Work request: Please copy out every line in the entries that includes the word "tracing".

Entries supplied:
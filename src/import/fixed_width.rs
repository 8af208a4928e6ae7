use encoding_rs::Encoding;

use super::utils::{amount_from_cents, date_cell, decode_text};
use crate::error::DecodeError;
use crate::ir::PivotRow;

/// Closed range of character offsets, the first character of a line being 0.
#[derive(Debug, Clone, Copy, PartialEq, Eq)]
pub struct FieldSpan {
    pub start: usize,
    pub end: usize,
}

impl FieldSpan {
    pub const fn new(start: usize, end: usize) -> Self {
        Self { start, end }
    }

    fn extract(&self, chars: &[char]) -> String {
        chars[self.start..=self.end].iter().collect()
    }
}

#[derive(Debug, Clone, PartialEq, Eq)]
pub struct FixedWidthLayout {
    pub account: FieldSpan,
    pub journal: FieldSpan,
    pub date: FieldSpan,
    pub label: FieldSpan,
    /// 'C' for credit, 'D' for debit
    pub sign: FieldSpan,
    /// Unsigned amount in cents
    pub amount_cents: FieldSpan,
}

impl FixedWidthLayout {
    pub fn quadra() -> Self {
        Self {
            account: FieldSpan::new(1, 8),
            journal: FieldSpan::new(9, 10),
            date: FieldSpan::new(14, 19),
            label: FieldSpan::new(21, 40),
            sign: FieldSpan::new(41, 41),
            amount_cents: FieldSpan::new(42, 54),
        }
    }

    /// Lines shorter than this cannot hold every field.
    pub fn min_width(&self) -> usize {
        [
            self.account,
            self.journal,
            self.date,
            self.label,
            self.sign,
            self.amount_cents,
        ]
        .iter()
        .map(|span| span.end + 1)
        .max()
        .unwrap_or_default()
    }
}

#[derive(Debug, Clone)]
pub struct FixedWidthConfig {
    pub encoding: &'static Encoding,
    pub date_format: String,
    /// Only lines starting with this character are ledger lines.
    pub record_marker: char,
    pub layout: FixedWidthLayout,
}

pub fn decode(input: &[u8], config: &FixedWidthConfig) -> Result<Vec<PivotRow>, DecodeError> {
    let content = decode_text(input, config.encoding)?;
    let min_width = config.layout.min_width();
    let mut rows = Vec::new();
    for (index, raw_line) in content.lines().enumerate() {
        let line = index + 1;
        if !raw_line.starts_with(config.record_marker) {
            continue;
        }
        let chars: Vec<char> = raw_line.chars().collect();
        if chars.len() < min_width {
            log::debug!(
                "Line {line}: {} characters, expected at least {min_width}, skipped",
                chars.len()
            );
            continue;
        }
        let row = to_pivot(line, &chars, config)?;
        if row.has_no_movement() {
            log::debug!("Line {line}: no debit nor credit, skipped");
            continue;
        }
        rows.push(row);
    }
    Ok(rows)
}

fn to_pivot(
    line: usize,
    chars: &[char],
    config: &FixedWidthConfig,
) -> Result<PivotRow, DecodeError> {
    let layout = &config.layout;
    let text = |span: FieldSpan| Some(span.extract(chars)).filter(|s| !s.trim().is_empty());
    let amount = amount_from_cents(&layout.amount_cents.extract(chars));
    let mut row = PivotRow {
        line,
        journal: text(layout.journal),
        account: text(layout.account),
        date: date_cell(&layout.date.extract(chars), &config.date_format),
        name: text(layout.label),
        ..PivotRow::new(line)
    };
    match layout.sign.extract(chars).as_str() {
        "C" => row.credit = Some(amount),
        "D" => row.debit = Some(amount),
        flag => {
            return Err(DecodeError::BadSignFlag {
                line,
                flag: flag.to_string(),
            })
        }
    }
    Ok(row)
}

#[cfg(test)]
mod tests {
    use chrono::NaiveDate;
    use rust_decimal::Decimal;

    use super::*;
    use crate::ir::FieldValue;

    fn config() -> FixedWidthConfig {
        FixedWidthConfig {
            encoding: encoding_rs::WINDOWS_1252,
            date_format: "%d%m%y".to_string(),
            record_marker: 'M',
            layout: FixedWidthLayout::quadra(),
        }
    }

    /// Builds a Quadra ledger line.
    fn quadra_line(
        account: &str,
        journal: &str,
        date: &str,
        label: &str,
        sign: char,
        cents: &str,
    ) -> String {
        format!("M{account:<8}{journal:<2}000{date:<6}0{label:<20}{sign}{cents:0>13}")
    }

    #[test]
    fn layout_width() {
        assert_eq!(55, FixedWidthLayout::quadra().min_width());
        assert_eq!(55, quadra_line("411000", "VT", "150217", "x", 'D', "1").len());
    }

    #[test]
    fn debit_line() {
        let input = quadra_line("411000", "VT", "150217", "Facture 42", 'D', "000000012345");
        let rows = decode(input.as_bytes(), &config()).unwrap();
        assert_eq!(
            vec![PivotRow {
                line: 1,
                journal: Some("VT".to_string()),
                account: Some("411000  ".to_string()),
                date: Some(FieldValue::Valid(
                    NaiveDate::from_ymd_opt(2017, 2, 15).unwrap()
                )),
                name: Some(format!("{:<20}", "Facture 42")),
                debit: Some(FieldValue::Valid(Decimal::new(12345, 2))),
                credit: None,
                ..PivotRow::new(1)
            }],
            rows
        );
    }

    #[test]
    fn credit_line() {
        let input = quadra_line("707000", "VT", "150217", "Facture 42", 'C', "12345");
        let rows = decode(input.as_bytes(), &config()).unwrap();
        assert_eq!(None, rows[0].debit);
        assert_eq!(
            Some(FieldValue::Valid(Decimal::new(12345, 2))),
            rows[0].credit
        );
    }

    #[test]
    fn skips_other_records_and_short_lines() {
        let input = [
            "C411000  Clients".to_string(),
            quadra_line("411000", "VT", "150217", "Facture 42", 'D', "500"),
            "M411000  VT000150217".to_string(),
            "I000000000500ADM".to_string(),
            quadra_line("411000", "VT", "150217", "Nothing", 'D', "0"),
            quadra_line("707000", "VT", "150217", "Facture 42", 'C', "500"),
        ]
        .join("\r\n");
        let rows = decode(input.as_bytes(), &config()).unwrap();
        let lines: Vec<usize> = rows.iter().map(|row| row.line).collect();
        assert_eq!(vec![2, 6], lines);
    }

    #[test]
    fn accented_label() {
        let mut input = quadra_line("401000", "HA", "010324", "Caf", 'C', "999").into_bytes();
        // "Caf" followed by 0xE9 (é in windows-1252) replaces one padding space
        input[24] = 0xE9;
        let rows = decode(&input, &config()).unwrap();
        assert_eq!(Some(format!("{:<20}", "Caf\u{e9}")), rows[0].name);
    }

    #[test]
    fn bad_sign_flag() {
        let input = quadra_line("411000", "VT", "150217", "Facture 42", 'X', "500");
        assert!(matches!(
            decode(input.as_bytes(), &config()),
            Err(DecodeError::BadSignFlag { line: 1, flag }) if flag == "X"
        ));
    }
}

...

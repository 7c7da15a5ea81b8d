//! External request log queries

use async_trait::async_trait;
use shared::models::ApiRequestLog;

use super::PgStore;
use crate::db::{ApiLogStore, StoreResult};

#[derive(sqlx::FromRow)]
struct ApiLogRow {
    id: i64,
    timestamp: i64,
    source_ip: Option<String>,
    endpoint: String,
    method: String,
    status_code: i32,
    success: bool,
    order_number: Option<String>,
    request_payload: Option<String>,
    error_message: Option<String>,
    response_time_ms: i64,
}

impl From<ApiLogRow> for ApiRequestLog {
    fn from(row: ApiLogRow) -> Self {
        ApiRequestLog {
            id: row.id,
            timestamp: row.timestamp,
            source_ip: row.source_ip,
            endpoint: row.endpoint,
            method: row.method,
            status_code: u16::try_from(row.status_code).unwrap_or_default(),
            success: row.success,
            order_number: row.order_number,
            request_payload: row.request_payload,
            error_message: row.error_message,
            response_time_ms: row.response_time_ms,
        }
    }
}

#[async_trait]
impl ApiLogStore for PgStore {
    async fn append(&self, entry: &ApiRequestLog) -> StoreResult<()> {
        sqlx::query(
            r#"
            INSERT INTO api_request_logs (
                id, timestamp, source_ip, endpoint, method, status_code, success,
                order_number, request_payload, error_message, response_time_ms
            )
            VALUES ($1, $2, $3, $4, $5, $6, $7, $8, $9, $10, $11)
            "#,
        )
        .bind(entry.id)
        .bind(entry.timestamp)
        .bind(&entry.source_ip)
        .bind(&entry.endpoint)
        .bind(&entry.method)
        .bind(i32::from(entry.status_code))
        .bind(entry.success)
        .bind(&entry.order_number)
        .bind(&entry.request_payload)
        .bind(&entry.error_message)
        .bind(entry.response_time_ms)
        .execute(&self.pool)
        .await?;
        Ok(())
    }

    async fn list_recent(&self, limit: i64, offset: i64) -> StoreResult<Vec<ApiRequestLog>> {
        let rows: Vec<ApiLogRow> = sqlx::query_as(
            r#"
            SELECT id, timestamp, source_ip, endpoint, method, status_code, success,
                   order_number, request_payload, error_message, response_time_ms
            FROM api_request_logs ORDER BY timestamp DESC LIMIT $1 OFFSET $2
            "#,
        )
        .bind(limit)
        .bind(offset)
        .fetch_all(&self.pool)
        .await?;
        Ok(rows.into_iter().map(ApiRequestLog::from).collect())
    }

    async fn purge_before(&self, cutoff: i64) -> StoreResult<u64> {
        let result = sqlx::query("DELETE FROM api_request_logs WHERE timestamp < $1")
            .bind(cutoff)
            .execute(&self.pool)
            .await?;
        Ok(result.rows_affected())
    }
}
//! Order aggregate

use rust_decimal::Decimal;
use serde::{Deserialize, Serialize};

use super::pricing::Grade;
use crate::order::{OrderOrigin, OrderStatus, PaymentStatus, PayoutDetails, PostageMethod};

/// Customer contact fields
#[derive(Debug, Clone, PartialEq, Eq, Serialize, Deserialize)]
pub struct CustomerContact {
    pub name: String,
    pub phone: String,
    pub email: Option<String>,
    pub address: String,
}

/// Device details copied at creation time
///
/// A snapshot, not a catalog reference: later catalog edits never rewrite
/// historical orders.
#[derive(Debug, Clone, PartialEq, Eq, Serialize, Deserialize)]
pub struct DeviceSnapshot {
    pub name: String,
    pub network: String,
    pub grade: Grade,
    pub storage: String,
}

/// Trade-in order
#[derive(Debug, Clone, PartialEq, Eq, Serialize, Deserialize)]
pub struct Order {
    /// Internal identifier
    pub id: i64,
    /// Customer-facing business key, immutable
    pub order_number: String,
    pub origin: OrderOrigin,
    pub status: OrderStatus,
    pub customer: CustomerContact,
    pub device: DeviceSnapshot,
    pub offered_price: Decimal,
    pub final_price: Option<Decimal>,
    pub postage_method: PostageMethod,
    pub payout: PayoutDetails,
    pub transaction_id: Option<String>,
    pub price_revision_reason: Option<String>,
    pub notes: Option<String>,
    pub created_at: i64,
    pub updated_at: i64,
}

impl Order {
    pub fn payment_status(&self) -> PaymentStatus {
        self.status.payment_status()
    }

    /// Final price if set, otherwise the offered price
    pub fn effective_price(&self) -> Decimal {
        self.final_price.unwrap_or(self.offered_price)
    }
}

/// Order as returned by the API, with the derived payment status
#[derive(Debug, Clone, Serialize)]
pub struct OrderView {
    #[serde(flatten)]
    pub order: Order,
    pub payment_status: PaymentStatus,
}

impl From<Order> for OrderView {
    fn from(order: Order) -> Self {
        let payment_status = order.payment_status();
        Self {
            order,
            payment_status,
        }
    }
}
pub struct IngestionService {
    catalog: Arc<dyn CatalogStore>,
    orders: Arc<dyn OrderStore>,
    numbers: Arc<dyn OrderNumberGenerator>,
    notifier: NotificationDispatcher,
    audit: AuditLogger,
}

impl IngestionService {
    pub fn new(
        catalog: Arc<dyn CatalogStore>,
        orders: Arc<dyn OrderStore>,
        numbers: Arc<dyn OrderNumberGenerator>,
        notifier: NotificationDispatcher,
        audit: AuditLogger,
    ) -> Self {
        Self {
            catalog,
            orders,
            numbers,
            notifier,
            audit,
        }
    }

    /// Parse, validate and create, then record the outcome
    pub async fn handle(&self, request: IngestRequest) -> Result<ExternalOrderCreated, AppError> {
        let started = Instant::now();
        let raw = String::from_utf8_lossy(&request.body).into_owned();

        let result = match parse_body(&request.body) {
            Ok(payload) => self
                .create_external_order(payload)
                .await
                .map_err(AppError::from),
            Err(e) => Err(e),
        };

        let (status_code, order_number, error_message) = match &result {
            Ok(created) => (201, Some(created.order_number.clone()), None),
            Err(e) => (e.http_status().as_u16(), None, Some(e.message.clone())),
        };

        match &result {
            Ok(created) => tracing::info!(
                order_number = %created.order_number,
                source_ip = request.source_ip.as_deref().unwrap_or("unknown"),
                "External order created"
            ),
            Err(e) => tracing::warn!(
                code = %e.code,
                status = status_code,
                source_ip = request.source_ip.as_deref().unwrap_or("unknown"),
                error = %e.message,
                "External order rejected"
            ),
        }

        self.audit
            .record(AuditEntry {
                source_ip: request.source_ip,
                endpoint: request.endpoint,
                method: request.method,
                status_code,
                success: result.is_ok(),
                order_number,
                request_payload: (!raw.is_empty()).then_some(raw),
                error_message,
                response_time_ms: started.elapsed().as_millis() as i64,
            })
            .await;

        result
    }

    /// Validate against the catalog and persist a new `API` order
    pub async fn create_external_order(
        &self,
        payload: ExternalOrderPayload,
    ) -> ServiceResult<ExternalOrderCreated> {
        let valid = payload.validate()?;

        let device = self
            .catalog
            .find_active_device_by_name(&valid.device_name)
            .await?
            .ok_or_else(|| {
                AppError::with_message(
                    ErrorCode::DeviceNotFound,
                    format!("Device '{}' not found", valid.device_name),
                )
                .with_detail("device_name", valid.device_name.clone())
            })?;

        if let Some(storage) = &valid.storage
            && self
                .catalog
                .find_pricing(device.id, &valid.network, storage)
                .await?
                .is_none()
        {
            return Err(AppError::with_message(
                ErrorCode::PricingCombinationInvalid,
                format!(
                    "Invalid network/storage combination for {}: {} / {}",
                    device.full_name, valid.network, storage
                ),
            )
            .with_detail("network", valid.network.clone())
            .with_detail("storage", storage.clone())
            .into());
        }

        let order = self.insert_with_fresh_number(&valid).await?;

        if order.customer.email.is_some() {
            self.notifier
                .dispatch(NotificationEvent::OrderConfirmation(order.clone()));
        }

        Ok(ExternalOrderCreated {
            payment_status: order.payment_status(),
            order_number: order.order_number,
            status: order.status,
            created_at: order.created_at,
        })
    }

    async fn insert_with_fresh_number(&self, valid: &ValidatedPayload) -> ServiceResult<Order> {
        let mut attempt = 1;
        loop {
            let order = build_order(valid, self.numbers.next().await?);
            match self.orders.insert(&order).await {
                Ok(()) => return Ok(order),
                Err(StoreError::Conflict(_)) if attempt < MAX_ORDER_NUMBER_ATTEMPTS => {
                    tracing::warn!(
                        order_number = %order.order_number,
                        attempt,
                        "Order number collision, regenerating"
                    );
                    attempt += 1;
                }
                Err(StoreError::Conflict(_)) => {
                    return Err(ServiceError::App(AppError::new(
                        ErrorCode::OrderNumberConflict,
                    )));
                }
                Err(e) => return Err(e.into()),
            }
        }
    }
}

...

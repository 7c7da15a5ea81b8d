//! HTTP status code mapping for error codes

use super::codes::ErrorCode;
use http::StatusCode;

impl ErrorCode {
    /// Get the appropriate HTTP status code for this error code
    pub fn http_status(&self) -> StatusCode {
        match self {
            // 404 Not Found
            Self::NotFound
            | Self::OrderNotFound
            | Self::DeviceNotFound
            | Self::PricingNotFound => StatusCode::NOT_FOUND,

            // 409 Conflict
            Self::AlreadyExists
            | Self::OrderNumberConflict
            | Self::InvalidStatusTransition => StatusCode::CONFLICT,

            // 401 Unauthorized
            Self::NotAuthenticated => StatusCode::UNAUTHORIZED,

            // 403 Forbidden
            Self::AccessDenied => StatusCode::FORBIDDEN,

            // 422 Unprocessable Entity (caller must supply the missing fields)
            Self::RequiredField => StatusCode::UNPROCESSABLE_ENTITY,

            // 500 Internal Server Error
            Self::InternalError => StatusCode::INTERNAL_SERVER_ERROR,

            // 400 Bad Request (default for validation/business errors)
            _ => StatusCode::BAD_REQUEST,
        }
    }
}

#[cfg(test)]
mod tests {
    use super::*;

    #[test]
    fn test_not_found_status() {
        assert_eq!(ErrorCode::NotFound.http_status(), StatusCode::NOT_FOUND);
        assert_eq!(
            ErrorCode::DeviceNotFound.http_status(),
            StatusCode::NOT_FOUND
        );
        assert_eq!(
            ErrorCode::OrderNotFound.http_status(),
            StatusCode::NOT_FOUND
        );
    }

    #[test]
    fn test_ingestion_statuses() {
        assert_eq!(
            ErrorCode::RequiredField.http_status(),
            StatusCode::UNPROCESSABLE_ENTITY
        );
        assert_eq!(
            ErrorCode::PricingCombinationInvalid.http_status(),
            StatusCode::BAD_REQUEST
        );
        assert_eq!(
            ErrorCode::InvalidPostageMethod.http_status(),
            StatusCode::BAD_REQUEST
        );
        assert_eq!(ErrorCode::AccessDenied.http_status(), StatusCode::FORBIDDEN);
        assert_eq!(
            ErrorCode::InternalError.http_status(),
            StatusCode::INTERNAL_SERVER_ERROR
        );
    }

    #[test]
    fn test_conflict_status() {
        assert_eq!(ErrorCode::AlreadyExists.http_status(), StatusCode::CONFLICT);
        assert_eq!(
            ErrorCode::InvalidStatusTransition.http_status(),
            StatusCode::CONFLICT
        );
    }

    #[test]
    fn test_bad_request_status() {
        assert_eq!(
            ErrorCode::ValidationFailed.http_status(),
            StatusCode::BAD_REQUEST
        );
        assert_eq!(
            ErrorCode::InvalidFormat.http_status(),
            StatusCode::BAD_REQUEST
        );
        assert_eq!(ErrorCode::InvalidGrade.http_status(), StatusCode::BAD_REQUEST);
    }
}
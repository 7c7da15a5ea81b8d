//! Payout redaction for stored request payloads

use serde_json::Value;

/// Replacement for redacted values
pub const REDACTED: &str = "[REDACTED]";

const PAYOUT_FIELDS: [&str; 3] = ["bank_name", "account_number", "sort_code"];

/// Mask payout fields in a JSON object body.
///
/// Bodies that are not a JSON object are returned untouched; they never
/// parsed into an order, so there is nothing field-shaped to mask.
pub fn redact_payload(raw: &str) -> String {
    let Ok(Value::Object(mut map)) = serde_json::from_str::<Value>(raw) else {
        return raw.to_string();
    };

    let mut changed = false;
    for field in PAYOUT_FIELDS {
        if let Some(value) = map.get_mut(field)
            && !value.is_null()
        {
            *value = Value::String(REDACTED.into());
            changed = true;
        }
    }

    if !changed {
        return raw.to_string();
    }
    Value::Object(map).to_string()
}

Result of the exercise:
            Ok(created) => tracing::info!(
            Err(e) => tracing::warn!(
                    tracing::warn!(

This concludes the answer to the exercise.